4.2.2.11.2 Nilai Rasa Merasa Setuju Nilai rasa merasa setuju adalah kadar rasa atau perasaan bahasa yang
digunakan penutur untuk mengungkapkan rasa setujunya sehingga mitra tutur dapat menyerap kadar rasa yang ada di dalam tuturan. Berikut ini contoh tuturan
yang mengandung nilai rasa merasa setuju, “Kita setuju, saya setuju sekali 86 juta
jiwa ini masih sedikit untuk orang miskin, harusnya ditambah semakin banyak itu saya
setuju untuk ini” NR.85ILC11-11-2014Narasumer yakni Ucok peneliti LSM Fitra mengetahui bahwa cakupan untuk kartu Indonesia Sehat KIS
sebanyak 86,4 juta Jiwa. Rasa merasa setuju ditunjukkan Ucok kepada kebijakan pemerintah yang
menaambah jumlah cakupan penerima KIS. Rasa merasa setuju dapat dilihat melalui unsur intralingual berupa kalimat
“Kita setuju, saya setuju sekali 86 juta jiwa ini masih sedikit untuk orang miskin, harusnya ditambah semakin banyak itu
saya setuju untuk ini” rasa merasa setuju semakin kuat dengan adanya unsur
ekstralingual berupa jari-jari tangan yang membuka lalu diayun-ayunkan kedepan
yang dipersepsi sebagai bentuk ungkapan rasa setuju sekali dari Ucok tentang program Jokowi. Juga terdapat jari-jari tangan yang terbuka lalu bergerak
kesamping ketika berkata
“harusnya ditambah”,yang menunjukkan sikap setuju
karena justru mengingkan ditambah cakupan penerimanya. Unsur ekstralingual berupa fenomena
konteks praanggapan dari Ucok juga menyertai tuturan. Tuturan tersebut
dipersepsi seabagi tuuran yang santun karena sesuai dengan prinsip kesantunan
Leech dalam Pranowo 103:2012 yaitu maksim persetujuan, tuturan dapat memberikan persetujuan kepada mitra tutur atau orang yang dimaksud dalam
tuturan. Dalam konteks ini, Ucok memberikan persetujuan kepada kebijakan pemerintah yang menambah cakupan penerima KIS.

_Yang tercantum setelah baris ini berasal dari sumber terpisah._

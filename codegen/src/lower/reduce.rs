//! Single-dimension reductions with a masked tail.

use snafu::{ResultExt, ensure};
use tilegen_dtype::CmpPredicate;
use tilegen_graph::{ComputationId, Node};
use tilegen_ir::{Builder, Value};
use tracing::trace;

use super::helpers::{broadcast_in_dims, lane_range};
use super::{Emitter, Scope};
use crate::error::*;
use crate::tile_info::padded_tile_sizes;

impl Emitter<'_> {
    /// Reduce the input tile along its single reduction dimension.
    ///
    /// The tile covers the whole reduction dimension, padded to a power of two. Padding lanes are
    /// replaced by the neutral element before reducing, whatever the load put there.
    #[allow(clippy::too_many_arguments)]
    pub(super) fn emit_reduce(
        &self,
        b: &mut Builder,
        scope: Scope<'_>,
        node: &Node,
        input_node: &Node,
        dimensions: &[usize],
        reducer: ComputationId,
        input: Value,
        init: Value,
    ) -> Result<Value> {
        let &[axis] = dimensions else {
            return UnsupportedSnafu {
                what: format!("reduce {} over {} dimensions", node.name, dimensions.len()),
            }
            .fail();
        };
        let padded = padded_tile_sizes(&input_node.tile.tile_sizes);
        ensure!(
            axis < padded.len(),
            PreconditionSnafu { reason: format!("reduce {} dimension {axis} exceeds its input rank", node.name) }
        );
        let size = input_node.shape.dim(axis);
        ensure!(
            input_node.tile.tile_sizes[axis] >= size,
            PreconditionSnafu {
                reason: format!(
                    "reduce {} tiles its reduction dimension by {} but it has size {size}",
                    node.name, input_node.tile.tile_sizes[axis]
                )
            }
        );

        let mut source = input;
        if size < padded[axis] {
            trace!(reduce = %node.name, size, padded = padded[axis], "masking reduction tail");
            let range = lane_range(b, padded[axis])?;
            let limit = b.i32_const(size);
            let limit = b.splat(limit, &[padded[axis]]).context(IrSnafu)?;
            let mask = b.cmp(CmpPredicate::Lt, range, limit).context(IrSnafu)?;
            let mask = broadcast_in_dims(b, mask, &padded, &[axis])?;
            let neutral = b.splat(init, &padded).context(IrSnafu)?;
            source = b.select(mask, source, neutral).context(IrSnafu)?;
        }

        let reduction = b.reduce(source, axis).context(IrSnafu)?;
        {
            let mut body = b.enter(reduction.body);
            let aliases = [reduction.lhs, reduction.rhs];
            let combiner = Scope { computation: reducer, pid: scope.pid, aliases: Some(&aliases[..]) };
            let combined = self.emit_single_root(&mut body, combiner)?;
            body.reduce_return(combined).context(IrSnafu)?;
        }
        Ok(reduction.result)
    }
}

“Yang pertama saya jawab dulu bang Karni, saya pro saya mendukung.” NR.154ILC25-11-2014 Tuturan ini dikatakan oleh Anwar Fuadi karena
mendapat pertanyaan dari Karni Ilyas apakah pro atau kontra dengan HM Prasetyo. Rasa merasa setuju ditunjukkan Anwar Fuadi kepada HM.Prasetyo.
Rasa merasa setuju dapat dilihat melalui unsur intralingual berupa kalimat “Yang
pertama saya jawab dulu bang Karni,
saya pro saya mendukung.” yang semakin
kuat dengan adanya unsur ekstralingual berupa gerakan tangan Anwar Fuadi yang
mengarah ke atas sepeti menegaskan
bahwa dirinya setuju dengan HM prasetyo. Unsur ekstralingual berupa referensimerujuk kepada pertanyaan Karni Ilyas juga menyertai tuturan. Tuturan
tersebut dipersepsi seabagi tuturan yang santun karena sesuai dengan prinsip kesantunan Leech dalam Pranowo 103:2012 yaitu maksim persetujuan, tuturan
dapat memberikan persetujuan kepada mitra tutur atau orang yang dimaksud dalam tuturan. Dalam konteks ini, Anwar Fuadi memberikan persetujuan kepada
HM. Prasetyo yang telah dipilih menjadi Jaksa Agung. Berdasarkan ke dua contoh di atas dapat disimpulkan bahwa tuturan yang
bernilai rasa merasa setuju merupakan tuturan yang santun karena sesuai dengan maksim persetujuan. Misalnya pada NR.85ILC11-11-
2014 “Kita setuju, saya
setuju sekali….” Kesantunan itu ditunjukkan melalui tuturan Ucok yang
memberikan persetujuan kepada kebijakan pemerintah yang menambah cakupan
penerima KIS. Kemudian contoh NR.154ILC25-11-
2014 “…. saya pro saya mendukung” Kesantunan itu ditunjukkan melalui tuturan Anwar Fuadi yang
memberikan persetujuan kepada HM. Prasetyo yang telah dipilih menjadi Jaksa Agung. Selain itu, nilai rasa merasa setuju dapat dimunculkan melalui unsur
intralingual kalimat yang diikuti oleh unsur ekstralingual berupa tanda-tanda ketubuhan dan fenomena konteks.